(Collected data)

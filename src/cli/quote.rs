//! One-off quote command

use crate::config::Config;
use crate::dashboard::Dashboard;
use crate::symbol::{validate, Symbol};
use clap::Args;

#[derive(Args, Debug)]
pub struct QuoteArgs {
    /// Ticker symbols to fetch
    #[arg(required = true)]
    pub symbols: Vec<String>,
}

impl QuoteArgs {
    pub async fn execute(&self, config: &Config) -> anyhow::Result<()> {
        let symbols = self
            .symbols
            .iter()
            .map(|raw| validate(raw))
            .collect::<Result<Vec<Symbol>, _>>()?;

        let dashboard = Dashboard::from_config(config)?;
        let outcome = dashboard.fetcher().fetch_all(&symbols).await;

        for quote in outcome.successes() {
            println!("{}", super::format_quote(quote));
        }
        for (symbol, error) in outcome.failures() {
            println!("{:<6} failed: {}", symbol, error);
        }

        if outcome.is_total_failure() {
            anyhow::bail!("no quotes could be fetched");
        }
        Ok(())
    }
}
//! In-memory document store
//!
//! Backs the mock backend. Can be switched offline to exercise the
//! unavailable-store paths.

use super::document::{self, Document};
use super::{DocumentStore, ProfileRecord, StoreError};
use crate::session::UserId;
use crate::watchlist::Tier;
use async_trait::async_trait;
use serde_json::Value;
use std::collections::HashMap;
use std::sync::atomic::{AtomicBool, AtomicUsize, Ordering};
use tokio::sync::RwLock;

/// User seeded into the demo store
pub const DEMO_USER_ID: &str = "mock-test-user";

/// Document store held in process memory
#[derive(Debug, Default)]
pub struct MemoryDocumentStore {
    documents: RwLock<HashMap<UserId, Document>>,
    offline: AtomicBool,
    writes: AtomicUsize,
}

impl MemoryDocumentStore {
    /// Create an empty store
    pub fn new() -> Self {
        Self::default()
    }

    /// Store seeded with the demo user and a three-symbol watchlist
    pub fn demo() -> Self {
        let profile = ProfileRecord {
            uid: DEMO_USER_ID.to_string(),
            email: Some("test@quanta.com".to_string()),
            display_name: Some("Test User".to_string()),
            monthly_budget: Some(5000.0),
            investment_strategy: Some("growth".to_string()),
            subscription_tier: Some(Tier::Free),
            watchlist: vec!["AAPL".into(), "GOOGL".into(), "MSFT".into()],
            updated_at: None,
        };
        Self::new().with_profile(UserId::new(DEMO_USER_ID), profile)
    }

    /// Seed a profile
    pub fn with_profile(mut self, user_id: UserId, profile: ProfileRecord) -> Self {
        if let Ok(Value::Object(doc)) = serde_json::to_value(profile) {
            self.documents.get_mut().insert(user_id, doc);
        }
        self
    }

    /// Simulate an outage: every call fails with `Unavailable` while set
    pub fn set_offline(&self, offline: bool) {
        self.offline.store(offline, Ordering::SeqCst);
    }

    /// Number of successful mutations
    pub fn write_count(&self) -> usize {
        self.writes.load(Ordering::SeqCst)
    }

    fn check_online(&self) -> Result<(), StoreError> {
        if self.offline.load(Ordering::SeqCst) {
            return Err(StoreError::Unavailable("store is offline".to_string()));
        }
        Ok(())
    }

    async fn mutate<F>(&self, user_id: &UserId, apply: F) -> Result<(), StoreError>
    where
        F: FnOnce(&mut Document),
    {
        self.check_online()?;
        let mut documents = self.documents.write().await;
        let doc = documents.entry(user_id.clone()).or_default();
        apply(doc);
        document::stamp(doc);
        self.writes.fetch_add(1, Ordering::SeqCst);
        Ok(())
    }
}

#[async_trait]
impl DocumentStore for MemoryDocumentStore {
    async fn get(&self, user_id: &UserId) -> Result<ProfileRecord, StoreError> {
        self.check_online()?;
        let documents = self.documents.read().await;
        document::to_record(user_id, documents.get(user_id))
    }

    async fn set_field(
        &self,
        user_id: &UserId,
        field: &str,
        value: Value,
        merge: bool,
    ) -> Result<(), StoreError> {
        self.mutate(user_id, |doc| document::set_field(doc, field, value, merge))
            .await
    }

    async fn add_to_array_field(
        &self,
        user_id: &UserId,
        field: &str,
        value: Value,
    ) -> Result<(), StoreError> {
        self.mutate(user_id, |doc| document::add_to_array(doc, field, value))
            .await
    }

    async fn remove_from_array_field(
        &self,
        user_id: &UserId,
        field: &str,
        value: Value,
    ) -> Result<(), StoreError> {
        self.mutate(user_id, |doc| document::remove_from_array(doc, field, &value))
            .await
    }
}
==
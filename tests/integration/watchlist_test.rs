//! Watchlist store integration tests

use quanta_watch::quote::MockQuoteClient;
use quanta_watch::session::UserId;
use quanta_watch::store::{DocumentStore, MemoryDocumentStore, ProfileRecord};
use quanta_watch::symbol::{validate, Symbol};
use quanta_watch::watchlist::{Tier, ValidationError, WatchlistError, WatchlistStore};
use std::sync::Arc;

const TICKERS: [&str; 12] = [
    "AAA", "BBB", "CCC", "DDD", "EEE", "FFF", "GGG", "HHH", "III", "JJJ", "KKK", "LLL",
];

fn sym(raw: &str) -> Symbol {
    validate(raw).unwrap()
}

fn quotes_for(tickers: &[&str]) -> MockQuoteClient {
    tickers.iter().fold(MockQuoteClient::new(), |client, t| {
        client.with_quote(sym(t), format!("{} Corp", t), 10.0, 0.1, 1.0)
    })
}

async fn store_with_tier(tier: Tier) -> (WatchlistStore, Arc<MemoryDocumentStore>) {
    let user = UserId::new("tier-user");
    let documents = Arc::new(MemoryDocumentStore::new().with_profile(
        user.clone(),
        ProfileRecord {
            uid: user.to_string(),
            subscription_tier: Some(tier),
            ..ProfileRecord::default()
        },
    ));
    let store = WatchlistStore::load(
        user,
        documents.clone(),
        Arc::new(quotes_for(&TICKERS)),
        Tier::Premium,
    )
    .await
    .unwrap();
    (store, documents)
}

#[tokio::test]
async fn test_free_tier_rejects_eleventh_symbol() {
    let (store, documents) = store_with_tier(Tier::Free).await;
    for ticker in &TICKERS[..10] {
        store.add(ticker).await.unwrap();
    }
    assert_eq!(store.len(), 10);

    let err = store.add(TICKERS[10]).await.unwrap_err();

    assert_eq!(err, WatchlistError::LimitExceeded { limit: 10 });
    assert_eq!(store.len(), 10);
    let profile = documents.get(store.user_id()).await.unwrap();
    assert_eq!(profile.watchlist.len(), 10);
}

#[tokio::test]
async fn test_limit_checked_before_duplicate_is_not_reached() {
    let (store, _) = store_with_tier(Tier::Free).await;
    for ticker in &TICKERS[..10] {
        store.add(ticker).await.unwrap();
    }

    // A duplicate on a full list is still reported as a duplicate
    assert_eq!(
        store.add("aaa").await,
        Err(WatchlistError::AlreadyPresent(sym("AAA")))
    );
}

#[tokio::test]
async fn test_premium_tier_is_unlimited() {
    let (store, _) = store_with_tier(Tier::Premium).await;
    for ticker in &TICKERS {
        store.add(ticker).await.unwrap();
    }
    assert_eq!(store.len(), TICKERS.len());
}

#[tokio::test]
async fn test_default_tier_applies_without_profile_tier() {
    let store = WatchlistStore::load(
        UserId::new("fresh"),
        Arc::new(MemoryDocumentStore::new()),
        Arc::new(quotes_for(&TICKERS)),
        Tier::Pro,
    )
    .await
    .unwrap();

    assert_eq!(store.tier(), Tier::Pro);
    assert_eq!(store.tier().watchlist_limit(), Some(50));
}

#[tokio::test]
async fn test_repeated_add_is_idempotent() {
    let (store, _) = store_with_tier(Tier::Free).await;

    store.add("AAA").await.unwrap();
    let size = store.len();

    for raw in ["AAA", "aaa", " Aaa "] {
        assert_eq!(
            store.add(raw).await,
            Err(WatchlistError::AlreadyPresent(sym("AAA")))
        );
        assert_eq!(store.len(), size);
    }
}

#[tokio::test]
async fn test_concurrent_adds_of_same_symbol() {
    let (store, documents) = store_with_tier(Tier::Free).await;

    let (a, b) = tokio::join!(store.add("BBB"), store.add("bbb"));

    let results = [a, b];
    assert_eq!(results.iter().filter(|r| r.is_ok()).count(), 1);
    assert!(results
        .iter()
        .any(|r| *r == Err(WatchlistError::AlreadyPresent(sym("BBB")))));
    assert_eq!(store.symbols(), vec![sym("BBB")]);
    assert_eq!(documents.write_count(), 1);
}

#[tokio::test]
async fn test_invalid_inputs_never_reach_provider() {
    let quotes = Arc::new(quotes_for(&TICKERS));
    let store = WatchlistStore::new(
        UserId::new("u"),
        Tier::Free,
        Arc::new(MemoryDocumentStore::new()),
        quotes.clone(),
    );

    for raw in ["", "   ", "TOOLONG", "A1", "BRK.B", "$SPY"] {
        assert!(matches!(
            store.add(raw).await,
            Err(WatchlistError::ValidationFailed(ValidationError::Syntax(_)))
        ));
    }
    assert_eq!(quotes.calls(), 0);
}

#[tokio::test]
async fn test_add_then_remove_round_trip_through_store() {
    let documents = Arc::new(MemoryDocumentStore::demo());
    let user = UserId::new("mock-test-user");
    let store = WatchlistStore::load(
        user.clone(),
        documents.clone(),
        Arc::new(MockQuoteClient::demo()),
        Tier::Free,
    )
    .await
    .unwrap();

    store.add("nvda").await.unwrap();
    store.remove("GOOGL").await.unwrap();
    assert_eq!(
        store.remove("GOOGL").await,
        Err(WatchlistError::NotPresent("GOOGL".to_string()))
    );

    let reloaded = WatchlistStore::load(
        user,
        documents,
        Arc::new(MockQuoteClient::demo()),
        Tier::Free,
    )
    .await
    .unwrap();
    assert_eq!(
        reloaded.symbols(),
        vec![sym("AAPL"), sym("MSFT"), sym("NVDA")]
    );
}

__What to do__
Using the entries above, return each line that includes the word "super".

__Exercise result__
            println!("{}", super::format_quote(quote));
use super::document::{self, Document};
use super::{DocumentStore, ProfileRecord, StoreError};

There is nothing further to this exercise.